▸ **To do**
Every entry in this listing should be written out exactly.

┌─ Records to process

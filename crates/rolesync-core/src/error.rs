//! Error types shared by every rolesync crate.
//!
//! Errors are classified into three kinds that drive how the engine reacts:
//! transient fetch failures skip the affected unit until the next cycle,
//! provisioning failures are recorded per principal or per group, and
//! configuration failures skip the whole server.

use serde::{Deserialize, Serialize};
use thiserror::Error;

/// Coarse classification of a [`SyncError`].
#[derive(Debug, Clone, Copy, PartialEq, Eq, Hash, Serialize, Deserialize)]
#[serde(rename_all = "snake_case")]
pub enum ErrorKind {
    /// Network, timeout, non-2xx or malformed response from the directory or registry.
    TransientFetch,
    /// A create/grant/revoke/drop against a target database failed.
    Provisioning,
    /// Missing or invalid connection parameters for a server.
    Configuration,
}

impl std::fmt::Display for ErrorKind {
    fn fmt(&self, f: &mut std::fmt::Formatter<'_>) -> std::fmt::Result {
        match self {
            Self::TransientFetch => write!(f, "transient_fetch"),
            Self::Provisioning => write!(f, "provisioning"),
            Self::Configuration => write!(f, "configuration"),
        }
    }
}

/// Error that can occur while reconciling role membership.
#[derive(Debug, Error)]
pub enum SyncError {
    // Fetch errors (transient)
    /// Request did not complete within its timeout.
    #[error("request to {url} timed out after {timeout_secs} seconds")]
    Timeout { url: String, timeout_secs: u64 },

    /// Request could not be sent or its body could not be read.
    #[error("request to {url} failed: {message}")]
    Transport {
        url: String,
        message: String,
        #[source]
        source: Option<Box<dyn std::error::Error + Send + Sync>>,
    },

    /// Collaborator answered with a non-success status.
    #[error("unexpected status {status} from {url}")]
    UnexpectedStatus { url: String, status: u16 },

    /// Body did not match the expected response contract.
    #[error("invalid response from {url}: {message}")]
    InvalidResponse { url: String, message: String },

    /// Membership of a group that the registry has not processed yet was requested.
    #[error("group '{group}' on server '{server}' has not been processed")]
    GroupNotProcessed { server: String, group: String },

    // Configuration errors
    /// Connection parameters are missing or malformed.
    #[error("invalid configuration: {message}")]
    InvalidConfiguration { message: String },

    /// The server references credentials that are not configured.
    #[error("unknown credentials reference '{reference}'")]
    UnknownCredentials { reference: String },

    // Provisioning errors
    /// A role or principal name cannot be used as a SQL identifier.
    #[error("invalid identifier '{identifier}': {reason}")]
    InvalidIdentifier { identifier: String, reason: String },

    /// Connection or statement failure against a target database.
    #[error("database error: {message}")]
    Database {
        message: String,
        #[source]
        source: Option<Box<dyn std::error::Error + Send + Sync>>,
    },

    /// A database operation exceeded its configured timeout and was rolled back.
    #[error("operation timed out after {timeout_secs} seconds")]
    OperationTimeout { timeout_secs: u64 },

    /// Provisioning a single principal failed.
    #[error("provisioning failed for '{principal}': {message}")]
    Provisioning {
        principal: String,
        message: String,
        #[source]
        source: Option<Box<dyn std::error::Error + Send + Sync>>,
    },
}

impl SyncError {
    /// Classify this error.
    #[must_use]
    pub fn kind(&self) -> ErrorKind {
        match self {
            SyncError::Timeout { .. }
            | SyncError::Transport { .. }
            | SyncError::UnexpectedStatus { .. }
            | SyncError::InvalidResponse { .. }
            | SyncError::GroupNotProcessed { .. } => ErrorKind::TransientFetch,
            SyncError::InvalidConfiguration { .. } | SyncError::UnknownCredentials { .. } => {
                ErrorKind::Configuration
            }
            SyncError::InvalidIdentifier { .. }
            | SyncError::Database { .. }
            | SyncError::OperationTimeout { .. }
            | SyncError::Provisioning { .. } => ErrorKind::Provisioning,
        }
    }

    /// Check if retrying on the next cycle may succeed without operator action.
    #[must_use]
    pub fn is_transient(&self) -> bool {
        matches!(
            self,
            SyncError::Timeout { .. }
                | SyncError::Transport { .. }
                | SyncError::UnexpectedStatus { .. }
                | SyncError::InvalidResponse { .. }
                | SyncError::GroupNotProcessed { .. }
                | SyncError::Database { .. }
                | SyncError::OperationTimeout { .. }
        )
    }

    /// Get an error code for classification.
    #[must_use]
    pub fn error_code(&self) -> &'static str {
        match self {
            SyncError::Timeout { .. } => "TIMEOUT",
            SyncError::Transport { .. } => "TRANSPORT_ERROR",
            SyncError::UnexpectedStatus { .. } => "UNEXPECTED_STATUS",
            SyncError::InvalidResponse { .. } => "INVALID_RESPONSE",
            SyncError::GroupNotProcessed { .. } => "GROUP_NOT_PROCESSED",
            SyncError::InvalidConfiguration { .. } => "INVALID_CONFIG",
            SyncError::UnknownCredentials { .. } => "UNKNOWN_CREDENTIALS",
            SyncError::InvalidIdentifier { .. } => "INVALID_IDENTIFIER",
            SyncError::Database { .. } => "DATABASE_ERROR",
            SyncError::OperationTimeout { .. } => "OPERATION_TIMEOUT",
            SyncError::Provisioning { .. } => "PROVISIONING_FAILED",
        }
    }

    // Convenience constructors

    /// Create a transport error with source.
    pub fn transport_with_source(
        url: impl Into<String>,
        message: impl Into<String>,
        source: impl std::error::Error + Send + Sync + 'static,
    ) -> Self {
        SyncError::Transport {
            url: url.into(),
            message: message.into(),
            source: Some(Box::new(source)),
        }
    }

    /// Create an invalid configuration error.
    pub fn invalid_configuration(message: impl Into<String>) -> Self {
        SyncError::InvalidConfiguration {
            message: message.into(),
        }
    }

    /// Create a database error.
    pub fn database(message: impl Into<String>) -> Self {
        SyncError::Database {
            message: message.into(),
            source: None,
        }
    }

    /// Create a database error with source.
    pub fn database_with_source(
        message: impl Into<String>,
        source: impl std::error::Error + Send + Sync + 'static,
    ) -> Self {
        SyncError::Database {
            message: message.into(),
            source: Some(Box::new(source)),
        }
    }

    /// Create a provisioning error for a principal.
    pub fn provisioning(principal: impl Into<String>, message: impl Into<String>) -> Self {
        SyncError::Provisioning {
            principal: principal.into(),
            message: message.into(),
            source: None,
        }
    }

    /// Create a provisioning error for a principal with source.
    pub fn provisioning_with_source(
        principal: impl Into<String>,
        message: impl Into<String>,
        source: impl std::error::Error + Send + Sync + 'static,
    ) -> Self {
        SyncError::Provisioning {
            principal: principal.into(),
            message: message.into(),
            source: Some(Box::new(source)),
        }
    }
}

/// Result type for rolesync operations.
pub type SyncResult<T> = Result<T, SyncError>;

└─

▸ **Result of the exercise**
filename crates/rolesync-core/src/error.rs
//! Error types shared by every rolesync crate.
//!
//! Errors are classified into three kinds that drive how the engine reacts:
//! transient fetch failures skip the affected unit until the next cycle,
//! provisioning failures are recorded per principal or per group, and
//! configuration failures skip the whole server.

use serde::{Deserialize, Serialize};
use thiserror::Error;

/// Coarse classification of a [`SyncError`].
#[derive(Debug, Clone, Copy, PartialEq, Eq, Hash, Serialize, Deserialize)]
#[serde(rename_all = "snake_case")]
pub enum ErrorKind {
    /// Network, timeout, non-2xx or malformed response from the directory or registry.
    TransientFetch,
    /// A create/grant/revoke/drop against a target database failed.
    Provisioning,
    /// Missing or invalid connection parameters for a server.
    Configuration,
}

impl std::fmt::Display for ErrorKind {
    fn fmt(&self, f: &mut std::fmt::Formatter<'_>) -> std::fmt::Result {
        match self {
            Self::TransientFetch => write!(f, "transient_fetch"),
            Self::Provisioning => write!(f, "provisioning"),
            Self::Configuration => write!(f, "configuration"),
        }
    }
}

/// Error that can occur while reconciling role membership.
#[derive(Debug, Error)]
pub enum SyncError {
    // Fetch errors (transient)
    /// Request did not complete within its timeout.
    #[error("request to {url} timed out after {timeout_secs} seconds")]
    Timeout { url: String, timeout_secs: u64 },

    /// Request could not be sent or its body could not be read.
    #[error("request to {url} failed: {message}")]
    Transport {
        url: String,
        message: String,
        #[source]
        source: Option<Box<dyn std::error::Error + Send + Sync>>,
    },

    /// Collaborator answered with a non-success status.
    #[error("unexpected status {status} from {url}")]
    UnexpectedStatus { url: String, status: u16 },

    /// Body did not match the expected response contract.
    #[error("invalid response from {url}: {message}")]
    InvalidResponse { url: String, message: String },

    /// Membership of a group that the registry has not processed yet was requested.
    #[error("group '{group}' on server '{server}' has not been processed")]
    GroupNotProcessed { server: String, group: String },

    // Configuration errors
    /// Connection parameters are missing or malformed.
    #[error("invalid configuration: {message}")]
    InvalidConfiguration { message: String },

    /// The server references credentials that are not configured.
    #[error("unknown credentials reference '{reference}'")]
    UnknownCredentials { reference: String },

    // Provisioning errors
    /// A role or principal name cannot be used as a SQL identifier.
    #[error("invalid identifier '{identifier}': {reason}")]
    InvalidIdentifier { identifier: String, reason: String },

    /// Connection or statement failure against a target database.
    #[error("database error: {message}")]
    Database {
        message: String,
        #[source]
        source: Option<Box<dyn std::error::Error + Send + Sync>>,
    },

    /// A database operation exceeded its configured timeout and was rolled back.
    #[error("operation timed out after {timeout_secs} seconds")]
    OperationTimeout { timeout_secs: u64 },

    /// Provisioning a single principal failed.
    #[error("provisioning failed for '{principal}': {message}")]
    Provisioning {
        principal: String,
        message: String,
        #[source]
        source: Option<Box<dyn std::error::Error + Send + Sync>>,
    },
}

impl SyncError {
    /// Classify this error.
    #[must_use]
    pub fn kind(&self) -> ErrorKind {
        match self {
            SyncError::Timeout { .. }
            | SyncError::Transport { .. }
            | SyncError::UnexpectedStatus { .. }
            | SyncError::InvalidResponse { .. }
            | SyncError::GroupNotProcessed { .. } => ErrorKind::TransientFetch,
            SyncError::InvalidConfiguration { .. } | SyncError::UnknownCredentials { .. } => {
                ErrorKind::Configuration
            }
            SyncError::InvalidIdentifier { .. }
            | SyncError::Database { .. }
            | SyncError::OperationTimeout { .. }
            | SyncError::Provisioning { .. } => ErrorKind::Provisioning,
        }
    }

    /// Check if retrying on the next cycle may succeed without operator action.
    #[must_use]
    pub fn is_transient(&self) -> bool {
        matches!(
            self,
            SyncError::Timeout { .. }
                | SyncError::Transport { .. }
                | SyncError::UnexpectedStatus { .. }
                | SyncError::InvalidResponse { .. }
                | SyncError::GroupNotProcessed { .. }
                | SyncError::Database { .. }
                | SyncError::OperationTimeout { .. }
        )
    }

    /// Get an error code for classification.
    #[must_use]
    pub fn error_code(&self) -> &'static str {
        match self {
            SyncError::Timeout { .. } => "TIMEOUT",
            SyncError::Transport { .. } => "TRANSPORT_ERROR",
            SyncError::UnexpectedStatus { .. } => "UNEXPECTED_STATUS",
            SyncError::InvalidResponse { .. } => "INVALID_RESPONSE",
            SyncError::GroupNotProcessed { .. } => "GROUP_NOT_PROCESSED",
            SyncError::InvalidConfiguration { .. } => "INVALID_CONFIG",
            SyncError::UnknownCredentials { .. } => "UNKNOWN_CREDENTIALS",
            SyncError::InvalidIdentifier { .. } => "INVALID_IDENTIFIER",
            SyncError::Database { .. } => "DATABASE_ERROR",
            SyncError::OperationTimeout { .. } => "OPERATION_TIMEOUT",
            SyncError::Provisioning { .. } => "PROVISIONING_FAILED",
        }
    }

    // Convenience constructors

    /// Create a transport error with source.
    pub fn transport_with_source(
        url: impl Into<String>,
        message: impl Into<String>,
        source: impl std::error::Error + Send + Sync + 'static,
    ) -> Self {
        SyncError::Transport {
            url: url.into(),
            message: message.into(),
            source: Some(Box::new(source)),
        }
    }

    /// Create an invalid configuration error.
    pub fn invalid_configuration(message: impl Into<String>) -> Self {
        SyncError::InvalidConfiguration {
            message: message.into(),
        }
    }

    /// Create a database error.
    pub fn database(message: impl Into<String>) -> Self {
        SyncError::Database {
            message: message.into(),
            source: None,
        }
    }

    /// Create a database error with source.
    pub fn database_with_source(
        message: impl Into<String>,
        source: impl std::error::Error + Send + Sync + 'static,
    ) -> Self {
        SyncError::Database {
            message: message.into(),
            source: Some(Box::new(source)),
        }
    }

    /// Create a provisioning error for a principal.
    pub fn provisioning(principal: impl Into<String>, message: impl Into<String>) -> Self {
        SyncError::Provisioning {
            principal: principal.into(),
            message: message.into(),
            source: None,
        }
    }

    /// Create a provisioning error for a principal with source.
    pub fn provisioning_with_source(
        principal: impl Into<String>,
        message: impl Into<String>,
        source: impl std::error::Error + Send + Sync + 'static,
    ) -> Self {
        SyncError::Provisioning {
            principal: principal.into(),
            message: message.into(),
            source: Some(Box::new(source)),
        }
    }
}

/// Result type for rolesync operations.
pub type SyncResult<T> = Result<T, SyncError>;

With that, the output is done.